Task directions - Run through the data and copy out every line that mentions the word "filename".
** Opening Provided data block **
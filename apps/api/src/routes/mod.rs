pub mod health;

use axum::{routing::get, Router};

use crate::resume::handlers;
use crate::state::AppState;

pub fn build_router(state: AppState) -> Router {
    Router::new()
        .route("/health", get(health::health_handler))
        .route("/parse-resume", get(handlers::handle_parse_resume))
        .with_state(state)
}
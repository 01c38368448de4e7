use axum::{extract::State, Json};
use serde::Serialize;
use serde_json::Value;

use crate::errors::AppError;
use crate::state::AppState;

#[derive(Debug, Serialize)]
pub struct ParseResumeResponse {
    pub parsed_resume: Value,
}

/// GET /parse-resume
pub async fn handle_parse_resume(
    State(state): State<AppState>,
) -> Result<Json<ParseResumeResponse>, AppError> {
    let parsed_resume = state.pipeline.run().await?;
    Ok(Json(ParseResumeResponse { parsed_resume }))
}
//! Document Fetcher — downloads the resume PDF from object storage.
//!
//! The bucket object is public, so this is a plain unauthenticated GET.

use async_trait::async_trait;
use bytes::Bytes;
use reqwest::Client;
use thiserror::Error;
use tracing::debug;

#[derive(Debug, Error)]
pub enum FetchError {
    #[error("HTTP error: {0}")]
    Http(#[from] reqwest::Error),

    #[error("storage returned status {status}")]
    Status { status: u16 },
}

/// Raw bytes of a downloaded document. Lives for a single request.
#[derive(Debug, Clone)]
pub struct RemoteDocument(Bytes);

impl RemoteDocument {
    pub fn new(bytes: impl Into<Bytes>) -> Self {
        Self(bytes.into())
    }

    pub fn as_bytes(&self) -> &[u8] {
        &self.0
    }

    pub fn len(&self) -> usize {
        self.0.len()
    }

    pub fn is_empty(&self) -> bool {
        self.0.is_empty()
    }
}

/// Source of the resume document.
///
/// Carried in `AppState` as `Arc<dyn DocumentFetcher>`.
#[async_trait]
pub trait DocumentFetcher: Send + Sync {
    async fn fetch(&self) -> Result<RemoteDocument, FetchError>;
}

/// Fetches a fixed URL over HTTP.
#[derive(Clone)]
pub struct HttpDocumentFetcher {
    client: Client,
    url: String,
}

impl HttpDocumentFetcher {
    pub fn new(url: String) -> Self {
        Self {
            client: Client::new(),
            url,
        }
    }
}

#[async_trait]
impl DocumentFetcher for HttpDocumentFetcher {
    async fn fetch(&self) -> Result<RemoteDocument, FetchError> {
        let response = self.client.get(&self.url).send().await?;

        let status = response.status();
        if !status.is_success() {
            return Err(FetchError::Status {
                status: status.as_u16(),
            });
        }

        let body = response.bytes().await?;
        debug!("Downloaded {} bytes from {}", body.len(), self.url);

        Ok(RemoteDocument::new(body))
    }
}
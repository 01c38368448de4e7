use axum::Json;
use serde_json::{json, Value};

/// GET /health
/// Returns a simple status object with service version.
pub async fn health_handler() -> Json<Value> {
    Json(json!({
        "status": "ok",
        "version": env!("CARGO_PKG_VERSION"),
        "service": env!("CARGO_PKG_NAME")
    }))
}

#[cfg(test)]
mod tests {
    use super::*;

    #[tokio::test]
    async fn test_health_reports_package() {
        let Json(body) = health_handler().await;
        assert_eq!(body["status"], "ok");
        assert_eq!(body["service"], "resume-api");
    }
}
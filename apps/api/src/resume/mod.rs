pub mod handlers;
pub mod normalize;
pub mod pipeline;
pub mod prompts;
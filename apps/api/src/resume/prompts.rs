// Resume extraction prompt.
// The resume text is inserted as-is, with no escaping.

use crate::extraction::ExtractedText;

pub const RESUME_PARSE_PROMPT: &str = "\
Extract structured resume information in JSON format from the following resume text.
Return JSON with fields: name, contact (email, phone, linkedin), education, skills, \
achievements, experience (company, title, duration, location, description), projects.

Resume Text:
{resume_text}

JSON Output:";

/// The full text sent to the model.
#[derive(Debug, Clone, PartialEq, Eq)]
pub struct PromptPayload(String);

impl PromptPayload {
    pub fn as_str(&self) -> &str {
        &self.0
    }
}

pub fn build_prompt(text: &ExtractedText) -> PromptPayload {
    PromptPayload(RESUME_PARSE_PROMPT.replace("{resume_text}", text.as_str()))
}
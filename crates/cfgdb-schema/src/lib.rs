//! Schema registry for the configuration database.
//!
//! Classes are read from JSON schema descriptors. A class declares typed
//! attributes and relation slots and may extend any number of other classes;
//! the registry resolves inheritance once per update and then answers
//! lookups and checks objects against the effective definitions.
//!
//! # Key Types
//!
//! - [`SchemaRegistry`]: the loaded classes, introspection and object checks
//! - [`SchemaDescriptor`]: one parsed schema file
//! - [`ClassDef`], [`AttributeDef`], [`RelationDef`]: class definitions
//! - [`ValidationReport`] / [`Violation`]: collected constraint violations
//!
//! # Quick Start
//!
//! ```rust
//! use cfgdb_schema::{ClassDef, RelationDef, SchemaDescriptor, SchemaRegistry};
//! use cfgdb_types::{Cardinality, ObjectRef};
//!
//! let schema = SchemaDescriptor::new().with_class(
//!     ClassDef::new("Second").with_relation(RelationDef::new(
//!         "Another",
//!         "Second",
//!         Cardinality::ZeroOrOne,
//!     )),
//! );
//! let mut registry = SchemaRegistry::new();
//! registry.extend([("test.schema.json".to_string(), schema)]).unwrap();
//!
//! let fields = registry.initial_fields("Second").unwrap();
//! assert!(registry
//!     .validate_object(&ObjectRef::new("Second", "a"), &fields)
//!     .is_ok());
//! ```

pub mod class;
pub mod descriptor;
mod domains;
pub mod error;
pub mod registry;
pub mod validation;

pub use class::{AttributeDef, ClassDef, RelationDef};
pub use descriptor::{SchemaDescriptor, SCHEMA_FORMAT};
pub use error::{SchemaError, SchemaResult};
pub use registry::SchemaRegistry;
pub use validation::{ValidationReport, Violation, ViolationKind};
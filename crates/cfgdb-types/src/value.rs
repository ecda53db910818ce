use std::fmt;

use chrono::{NaiveDate, NaiveDateTime};
use serde::{Deserialize, Serialize};

use crate::error::TypeError;

/// Date literal format for `date` attributes.
pub const DATE_FORMAT: &str = "%Y-%m-%d";

/// Timestamp literal format for `time` attributes.
pub const TIME_FORMAT: &str = "%Y-%m-%d %H:%M:%S";

/// An attribute value.
///
/// The persisted form is plain JSON (untagged), so a value read back from a
/// file may come in a wider variant than the schema type asks for, e.g. an
/// `Int` for a `double` attribute. [`AttrType::coerce`] normalises it.
#[derive(Clone, Debug, PartialEq, Serialize, Deserialize)]
#[serde(untagged)]
pub enum Value {
    Bool(bool),
    Int(i64),
    UInt(u64),
    Float(f64),
    String(String),
    List(Vec<Value>),
}

impl Value {
    /// Short name of the variant, used in error messages.
    pub fn variant_name(&self) -> &'static str {
        match self {
            Self::Bool(_) => "bool",
            Self::Int(_) => "signed integer",
            Self::UInt(_) => "unsigned integer",
            Self::Float(_) => "float",
            Self::String(_) => "string",
            Self::List(_) => "list",
        }
    }

    pub fn as_bool(&self) -> Option<bool> {
        match self {
            Self::Bool(b) => Some(*b),
            _ => None,
        }
    }

    pub fn as_i64(&self) -> Option<i64> {
        match self {
            Self::Int(v) => Some(*v),
            Self::UInt(v) => i64::try_from(*v).ok(),
            _ => None,
        }
    }

    pub fn as_u64(&self) -> Option<u64> {
        match self {
            Self::UInt(v) => Some(*v),
            Self::Int(v) => u64::try_from(*v).ok(),
            _ => None,
        }
    }

    pub fn as_f64(&self) -> Option<f64> {
        match self {
            Self::Float(v) => Some(*v),
            Self::Int(v) => Some(*v as f64),
            Self::UInt(v) => Some(*v as f64),
            _ => None,
        }
    }

    pub fn as_str(&self) -> Option<&str> {
        match self {
            Self::String(s) => Some(s),
            _ => None,
        }
    }

    pub fn as_list(&self) -> Option<&[Value]> {
        match self {
            Self::List(items) => Some(items),
            _ => None,
        }
    }
}

impl fmt::Display for Value {
    fn fmt(&self, f: &mut fmt::Formatter<'_>) -> fmt::Result {
        match self {
            Self::Bool(b) => write!(f, "{b}"),
            Self::Int(v) => write!(f, "{v}"),
            Self::UInt(v) => write!(f, "{v}"),
            Self::Float(v) => write!(f, "{v}"),
            Self::String(s) => write!(f, "{s:?}"),
            Self::List(items) => {
                write!(f, "[")?;
                for (i, item) in items.iter().enumerate() {
                    if i > 0 {
                        write!(f, ", ")?;
                    }
                    write!(f, "{item}")?;
                }
                write!(f, "]")
            }
        }
    }
}

impl From<bool> for Value {
    fn from(v: bool) -> Self {
        Self::Bool(v)
    }
}

impl From<i64> for Value {
    fn from(v: i64) -> Self {
        Self::Int(v)
    }
}

impl From<i32> for Value {
    fn from(v: i32) -> Self {
        Self::Int(v.into())
    }
}

impl From<u64> for Value {
    fn from(v: u64) -> Self {
        Self::UInt(v)
    }
}

impl From<u32> for Value {
    fn from(v: u32) -> Self {
        Self::UInt(v.into())
    }
}

impl From<f64> for Value {
    fn from(v: f64) -> Self {
        Self::Float(v)
    }
}

impl From<&str> for Value {
    fn from(v: &str) -> Self {
        Self::String(v.to_string())
    }
}

impl From<String> for Value {
    fn from(v: String) -> Self {
        Self::String(v)
    }
}

impl<T: Into<Value>> From<Vec<T>> for Value {
    fn from(items: Vec<T>) -> Self {
        Self::List(items.into_iter().map(Into::into).collect())
    }
}

/// Primitive attribute type.
#[derive(Clone, Copy, Debug, PartialEq, Eq, Hash, Serialize, Deserialize)]
#[serde(rename_all = "lowercase")]
pub enum AttrType {
    Bool,
    S8,
    U8,
    S16,
    U16,
    S32,
    U32,
    S64,
    U64,
    Float,
    Double,
    String,
    /// String restricted to a fixed set of values (held by the attribute definition).
    Enum,
    /// Calendar date, `YYYY-MM-DD`.
    Date,
    /// Timestamp, `YYYY-MM-DD HH:MM:SS`.
    Time,
    /// Name of a schema class.
    Class,
}

impl AttrType {
    /// Inclusive integer bounds for integral types.
    fn signed_bounds(&self) -> Option<(i64, i64)> {
        match self {
            Self::S8 => Some((i8::MIN.into(), i8::MAX.into())),
            Self::S16 => Some((i16::MIN.into(), i16::MAX.into())),
            Self::S32 => Some((i32::MIN.into(), i32::MAX.into())),
            Self::S64 => Some((i64::MIN, i64::MAX)),
            _ => None,
        }
    }

    fn unsigned_max(&self) -> Option<u64> {
        match self {
            Self::U8 => Some(u8::MAX.into()),
            Self::U16 => Some(u16::MAX.into()),
            Self::U32 => Some(u32::MAX.into()),
            Self::U64 => Some(u64::MAX),
            _ => None,
        }
    }

    /// Returns `true` for types whose values are held as strings.
    pub fn is_string_like(&self) -> bool {
        matches!(
            self,
            Self::String | Self::Enum | Self::Date | Self::Time | Self::Class
        )
    }

    /// The value an attribute of this type holds when nothing else is known.
    pub fn zero_value(&self) -> Value {
        match self {
            Self::Bool => Value::Bool(false),
            Self::S8 | Self::S16 | Self::S32 | Self::S64 => Value::Int(0),
            Self::U8 | Self::U16 | Self::U32 | Self::U64 => Value::UInt(0),
            Self::Float | Self::Double => Value::Float(0.0),
            Self::String | Self::Enum | Self::Date | Self::Time | Self::Class => {
                Value::String(String::new())
            }
        }
    }

    /// Check a single (non-list) value against this type and return it in
    /// canonical form.
    ///
    /// Canonical variants: `Bool` for bool, `Int` for signed, `UInt` for
    /// unsigned, `Float` for float/double, `String` for string-like types.
    /// Empty strings are accepted for `date` and `time`; the not-null rule
    /// lives on the attribute definition.
    pub fn coerce(&self, value: &Value) -> Result<Value, TypeError> {
        let mismatch = || TypeError::TypeMismatch {
            expected: *self,
            found: value.variant_name().to_string(),
        };
        let out_of_range = || TypeError::OutOfRange {
            ty: *self,
            value: value.to_string(),
        };

        if let Value::List(_) = value {
            return Err(mismatch());
        }

        match self {
            Self::Bool => value.as_bool().map(Value::Bool).ok_or_else(mismatch),
            Self::S8 | Self::S16 | Self::S32 | Self::S64 => {
                let (min, max) = self.signed_bounds().ok_or_else(mismatch)?;
                let v = match value {
                    Value::Int(v) => *v,
                    Value::UInt(v) => i64::try_from(*v).map_err(|_| out_of_range())?,
                    _ => return Err(mismatch()),
                };
                if v < min || v > max {
                    return Err(out_of_range());
                }
                Ok(Value::Int(v))
            }
            Self::U8 | Self::U16 | Self::U32 | Self::U64 => {
                let max = self.unsigned_max().ok_or_else(mismatch)?;
                let v = match value {
                    Value::UInt(v) => *v,
                    Value::Int(v) => u64::try_from(*v).map_err(|_| out_of_range())?,
                    _ => return Err(mismatch()),
                };
                if v > max {
                    return Err(out_of_range());
                }
                Ok(Value::UInt(v))
            }
            Self::Float | Self::Double => {
                let v = value.as_f64().ok_or_else(mismatch)?;
                if *self == Self::Float && v.is_finite() && v.abs() > f64::from(f32::MAX) {
                    return Err(out_of_range());
                }
                Ok(Value::Float(v))
            }
            Self::String | Self::Enum | Self::Class => {
                value.as_str().map(Value::from).ok_or_else(mismatch)
            }
            Self::Date => {
                let s = value.as_str().ok_or_else(mismatch)?;
                if !s.is_empty() && NaiveDate::parse_from_str(s, DATE_FORMAT).is_err() {
                    return Err(TypeError::InvalidLiteral {
                        ty: *self,
                        value: s.to_string(),
                    });
                }
                Ok(Value::from(s))
            }
            Self::Time => {
                let s = value.as_str().ok_or_else(mismatch)?;
                if !s.is_empty() && NaiveDateTime::parse_from_str(s, TIME_FORMAT).is_err() {
                    return Err(TypeError::InvalidLiteral {
                        ty: *self,
                        value: s.to_string(),
                    });
                }
                Ok(Value::from(s))
            }
        }
    }
}

impl fmt::Display for AttrType {
    fn fmt(&self, f: &mut fmt::Formatter<'_>) -> fmt::Result {
        let name = match self {
            Self::Bool => "bool",
            Self::S8 => "s8",
            Self::U8 => "u8",
            Self::S16 => "s16",
            Self::U16 => "u16",
            Self::S32 => "s32",
            Self::U32 => "u32",
            Self::S64 => "s64",
            Self::U64 => "u64",
            Self::Float => "float",
            Self::Double => "double",
            Self::String => "string",
            Self::Enum => "enum",
            Self::Date => "date",
            Self::Time => "time",
            Self::Class => "class",
        };
        write!(f, "{name}")
    }
}
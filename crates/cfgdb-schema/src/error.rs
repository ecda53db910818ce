use std::path::PathBuf;

use cfgdb_types::TypeError;
use thiserror::Error;

/// Errors produced by the schema registry.
#[derive(Debug, Error)]
pub enum SchemaError {
    #[error("I/O error reading schema {path}: {source}")]
    Io {
        path: PathBuf,
        #[source]
        source: std::io::Error,
    },

    #[error("malformed schema {source_name}: {reason}")]
    Malformed { source_name: String, reason: String },

    #[error("class {name} defined twice (in {first} and {second})")]
    DuplicateClass {
        name: String,
        first: String,
        second: String,
    },

    #[error("class {class} extends unknown class {base}")]
    UnknownBaseClass { class: String, base: String },

    #[error("relation {class}.{relation} targets unknown class {target}")]
    UnknownRelationTarget {
        class: String,
        relation: String,
        target: String,
    },

    #[error("inheritance cycle through class {0}")]
    InheritanceCycle(String),

    #[error("unknown class: {0}")]
    UnknownClass(String),

    #[error("class {0} is abstract and cannot be instantiated")]
    AbstractClass(String),

    #[error("class {class} has no attribute or relation named {field}")]
    UnknownField { class: String, field: String },

    #[error("invalid value for {class}.{field}: {reason}")]
    InvalidValue {
        class: String,
        field: String,
        reason: String,
    },

    #[error("invalid value for {class}.{field}: {source}")]
    Type {
        class: String,
        field: String,
        #[source]
        source: TypeError,
    },
}

impl SchemaError {
    pub(crate) fn malformed(source_name: impl Into<String>, reason: impl Into<String>) -> Self {
        Self::Malformed {
            source_name: source_name.into(),
            reason: reason.into(),
        }
    }

    pub(crate) fn invalid_value(
        class: impl Into<String>,
        field: impl Into<String>,
        reason: impl Into<String>,
    ) -> Self {
        Self::InvalidValue {
            class: class.into(),
            field: field.into(),
            reason: reason.into(),
        }
    }

    /// Returns `true` for errors raised while checking an object against the
    /// registry, as opposed to errors in the schema definitions themselves.
    pub fn is_validation(&self) -> bool {
        matches!(
            self,
            Self::AbstractClass(_)
                | Self::UnknownField { .. }
                | Self::InvalidValue { .. }
                | Self::Type { .. }
        )
    }
}

pub type SchemaResult<T> = Result<T, SchemaError>;
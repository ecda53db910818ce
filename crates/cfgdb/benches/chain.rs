//! Relation chain and bulk commit benchmarks.
//!
//! ```bash
//! cargo bench -p cfgdb --bench chain
//! cargo bench -p cfgdb --bench chain -- "chain/walk"
//! ```

use criterion::{black_box, criterion_group, criterion_main, BenchmarkId, Criterion, Throughput};

use cfgdb::{
    AttrType, AttributeDef, Cardinality, ClassDef, Configuration, DbConfig, ObjectRef,
    RelationDef, SchemaDescriptor,
};
use tempfile::TempDir;

const CHAIN_LENGTHS: &[usize] = &[1_000, 10_000];
const BULK_SIZES: &[usize] = &[1_000, 10_000];

// =============================================================================
// Helpers
// =============================================================================

/// A temporary directory with a schema of one self-linked class.
fn setup() -> TempDir {
    let dir = TempDir::new().unwrap();
    let schema = SchemaDescriptor::new().with_class(
        ClassDef::new("Link")
            .with_attribute(AttributeDef::new("level", AttrType::U32))
            .with_relation(RelationDef::new("Next", "Link", Cardinality::ZeroOrOne)),
    );
    std::fs::write(
        dir.path().join("bench.schema.json"),
        schema.to_json_string().unwrap(),
    )
    .unwrap();
    dir
}

fn config() -> DbConfig {
    DbConfig {
        sync_on_commit: false,
        ..DbConfig::default()
    }
}

fn new_db(dir: &TempDir, name: &str) -> Configuration {
    let mut db = Configuration::open_with("jsonfile", config()).unwrap();
    db.recreate_db(dir.path().join(name), &["bench.schema.json"])
        .unwrap();
    db
}

fn build_chain(db: &mut Configuration, length: usize) -> ObjectRef {
    let mut prev: Option<ObjectRef> = None;
    for i in 0..length {
        let oref = db
            .create_obj("Link", &format!("link-{i}"))
            .unwrap()
            .set_obj("Next", prev.as_ref())
            .unwrap()
            .oref()
            .clone();
        prev = Some(oref);
    }
    prev.unwrap()
}

// =============================================================================
// Benchmarks
// =============================================================================

fn chain_walk(c: &mut Criterion) {
    let mut group = c.benchmark_group("chain/walk");
    for &length in CHAIN_LENGTHS {
        let dir = setup();
        let mut db = new_db(&dir, "chain.data.json");
        let tail = build_chain(&mut db, length);

        group.throughput(Throughput::Elements(length as u64));
        group.bench_with_input(BenchmarkId::from_parameter(length), &tail, |b, tail| {
            b.iter(|| black_box(db.walk(tail, "Next").unwrap().count()))
        });
    }
    group.finish();
}

fn chain_test_object(c: &mut Criterion) {
    let mut group = c.benchmark_group("chain/test_object");
    for &length in CHAIN_LENGTHS {
        let dir = setup();
        let mut db = new_db(&dir, "chain.data.json");
        let tail = build_chain(&mut db, length);

        group.bench_with_input(BenchmarkId::from_parameter(length), &tail, |b, tail| {
            b.iter(|| {
                let mut visited = std::collections::HashSet::new();
                black_box(db.test_object(tail.class(), tail.id(), length, &mut visited))
            })
        });
    }
    group.finish();
}

fn chain_reload(c: &mut Criterion) {
    let mut group = c.benchmark_group("chain/reload");
    group.sample_size(10);
    for &length in CHAIN_LENGTHS {
        let dir = setup();
        let mut db = new_db(&dir, "chain.data.json");
        build_chain(&mut db, length);
        db.commit("bench chain").unwrap();
        let path = dir.path().join("chain.data.json").display().to_string();

        group.bench_with_input(BenchmarkId::from_parameter(length), &path, |b, path| {
            b.iter(|| {
                db.load(path).unwrap();
                black_box(db.count("Link").unwrap())
            })
        });
    }
    group.finish();
}

fn bulk_commit(c: &mut Criterion) {
    let mut group = c.benchmark_group("bulk/commit");
    group.sample_size(10);
    for &size in BULK_SIZES {
        let dir = setup();
        group.throughput(Throughput::Elements(size as u64));
        group.bench_with_input(BenchmarkId::from_parameter(size), &size, |b, &size| {
            b.iter(|| {
                let mut db = new_db(&dir, "bulk.data.json");
                for i in 0..size {
                    db.create_obj("Link", &format!("bulk-{i}"))
                        .unwrap()
                        .set_value("level", i as u64)
                        .unwrap();
                }
                black_box(db.commit("bench bulk").unwrap())
            })
        });
    }
    group.finish();
}

criterion_group!(benches, chain_walk, chain_test_object, chain_reload, bulk_commit);
criterion_main!(benches);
** Closing Provided data block **
Answer -
filename apps/api/src/routes/mod.rs
filename apps/api/src/resume/mod.rs
filename apps/api/src/resume/prompts.rs
filename crates/cfgdb-schema/src/lib.rs
filename crates/cfgdb-types/src/value.rs
filename crates/cfgdb-schema/src/error.rs
filename crates/cfgdb/benches/chain.rs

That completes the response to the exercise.